Exercise — The answer must be every line from the entries below that includes "push".
*** Study material ***
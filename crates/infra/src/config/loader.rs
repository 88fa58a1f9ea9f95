//! Configuration loader
//!
//! Loads platform connection settings from environment variables or files.
//!
//! ## Loading Strategy
//! 1. First, attempts to load from environment variables
//! 2. If incomplete, falls back to loading from file
//! 3. Searches multiple paths for config files
//! 4. Supports JSON and TOML formats
//!
//! ## Environment Variables
//! Each setting is read from the `TENANTFORM_` name first, then from the
//! `CIDAAS_` name where one exists.
//! - `TENANTFORM_HOST` / `CIDAAS_HOST`: Tenant base URL
//! - `TENANTFORM_CLIENT_ID` / `CIDAAS_CLIENT_ID`: OAuth2 client id
//! - `TENANTFORM_CLIENT_SECRET` / `CIDAAS_CLIENT_SECRET`: OAuth2 client secret
//! - `TENANTFORM_TIMEOUT_SECS`: Request timeout in seconds (optional)
//! - `TENANTFORM_HOSTED_PAGES_API`: `v3` or `legacy` (optional)
//! - `TENANTFORM_TEMPLATE_GROUPS_API`: `notifications` or `legacy` (optional)
//!
//! ## File Locations
//! The loader searches the following paths (in order):
//! 1. `./tenantform.json` or `./tenantform.toml` (current working directory)
//! 2. `../tenantform.json` or `../tenantform.toml` (parent directory)
//! 3. `../../tenantform.json` or `../../tenantform.toml` (grandparent)
//! 4. The same names relative to the executable location

use std::path::{Path, PathBuf};
use std::str::FromStr;

use tenantform_domain::{
    ApiVersions, PlatformConfig, ReconcileError, Result, DEFAULT_TIMEOUT_SECS,
};

const FILE_NAMES: [&str; 2] = ["tenantform.json", "tenantform.toml"];

/// Load configuration with automatic fallback strategy
///
/// First attempts to load from environment variables. If any required
/// variables are missing, falls back to loading from a config file.
///
/// # Errors
/// Returns `ReconcileError::Config` if:
/// - Configuration cannot be loaded from either source
/// - File format is invalid
/// - Required fields are missing
pub fn load() -> Result<PlatformConfig> {
    match load_from_env() {
        Ok(config) => {
            tracing::info!("Configuration loaded from environment variables");
            Ok(config)
        }
        Err(e) => {
            tracing::debug!(error = %e, "Failed to load from environment, trying file");
            load_from_file(None)
        }
    }
}

/// Load configuration from environment variables
///
/// Host, client id and client secret must be present; the rest fall back
/// to their defaults.
///
/// # Errors
/// Returns `ReconcileError::Config` if required variables are missing
/// or have invalid values.
pub fn load_from_env() -> Result<PlatformConfig> {
    let host = env_var("TENANTFORM_HOST", Some("CIDAAS_HOST"))?;
    let client_id = env_var("TENANTFORM_CLIENT_ID", Some("CIDAAS_CLIENT_ID"))?;
    let client_secret = env_var("TENANTFORM_CLIENT_SECRET", Some("CIDAAS_CLIENT_SECRET"))?;

    let timeout_secs = optional_env("TENANTFORM_TIMEOUT_SECS")
        .map(|s| {
            s.parse::<u64>()
                .map_err(|e| ReconcileError::Config(format!("Invalid timeout: {}", e)))
        })
        .transpose()?
        .unwrap_or(DEFAULT_TIMEOUT_SECS);

    let api = ApiVersions {
        hosted_pages: env_keyword("TENANTFORM_HOSTED_PAGES_API")?.unwrap_or_default(),
        template_groups: env_keyword("TENANTFORM_TEMPLATE_GROUPS_API")?.unwrap_or_default(),
    };

    let config = PlatformConfig { host, client_id, client_secret, timeout_secs, api };
    config.validate().map_err(ReconcileError::Config)?;
    Ok(config)
}

/// Load configuration from a file
///
/// If `path` is `None`, searches multiple locations for config files.
/// Supports both JSON and TOML formats (detected by file extension).
///
/// # Errors
/// Returns `ReconcileError::Config` if:
/// - File not found (when path is specified)
/// - No config file found (when path is `None`)
/// - File format is invalid
/// - Required fields are missing
pub fn load_from_file(path: Option<PathBuf>) -> Result<PlatformConfig> {
    let config_path = match path {
        Some(p) => {
            if !p.exists() {
                return Err(ReconcileError::Config(format!(
                    "Config file not found: {}",
                    p.display()
                )));
            }
            p
        }
        None => search_config_paths().ok_or_else(|| {
            ReconcileError::Config(
                "No config file found in any of the standard locations".to_string(),
            )
        })?,
    };

    tracing::info!(path = %config_path.display(), "Loading configuration from file");

    let contents = std::fs::read_to_string(&config_path)
        .map_err(|e| ReconcileError::Config(format!("Failed to read config file: {}", e)))?;

    let config = parse_config(&contents, &config_path)?;
    config.validate().map_err(ReconcileError::Config)?;
    Ok(config)
}

/// Parse configuration from string content
///
/// Format is detected by file extension (`.json` or `.toml`).
fn parse_config(contents: &str, path: &Path) -> Result<PlatformConfig> {
    let extension = path.extension().and_then(|e| e.to_str()).unwrap_or("json");

    match extension {
        "toml" => toml::from_str(contents)
            .map_err(|e| ReconcileError::Config(format!("Invalid TOML format: {}", e))),
        "json" => serde_json::from_str(contents)
            .map_err(|e| ReconcileError::Config(format!("Invalid JSON format: {}", e))),
        _ => Err(ReconcileError::Config(format!("Unsupported config format: {}", extension))),
    }
}

/// Search multiple paths for configuration files
///
/// Searches the working directory and its two parents, then the
/// executable's directory and its two parents.
///
/// # Returns
/// The first config file found, or `None` if no file exists.
pub fn search_config_paths() -> Option<PathBuf> {
    let mut roots = Vec::new();

    if let Ok(cwd) = std::env::current_dir() {
        roots.push(cwd);
    }

    if let Ok(exe_path) = std::env::current_exe() {
        if let Some(exe_dir) = exe_path.parent() {
            roots.push(exe_dir.to_path_buf());
        }
    }

    roots
        .iter()
        .flat_map(|root| ["", "..", "../.."].into_iter().map(move |up| root.join(up)))
        .flat_map(|dir| FILE_NAMES.into_iter().map(move |name| dir.join(name)))
        .find(|path| path.exists())
}

/// Get a required environment variable, trying `fallback` when `key` is
/// unset or blank.
///
/// # Errors
/// Returns `ReconcileError::Config` if neither variable is set.
fn env_var(key: &str, fallback: Option<&str>) -> Result<String> {
    optional_env(key).or_else(|| fallback.and_then(optional_env)).ok_or_else(|| {
        ReconcileError::Config(format!("Missing required environment variable: {}", key))
    })
}

fn optional_env(key: &str) -> Option<String> {
    std::env::var(key).ok().filter(|value| !value.trim().is_empty())
}

/// Parse an optional keyword enum from an environment variable.
fn env_keyword<T>(key: &str) -> Result<Option<T>>
where
    T: FromStr<Err = String>,
{
    optional_env(key)
        .map(|value| value.parse::<T>().map_err(|e| ReconcileError::Config(format!("{key}: {e}"))))
        .transpose()
}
*** End of Study material ***
Exercise solution —
        roots.push(cwd);
            roots.push(exe_dir.to_path_buf());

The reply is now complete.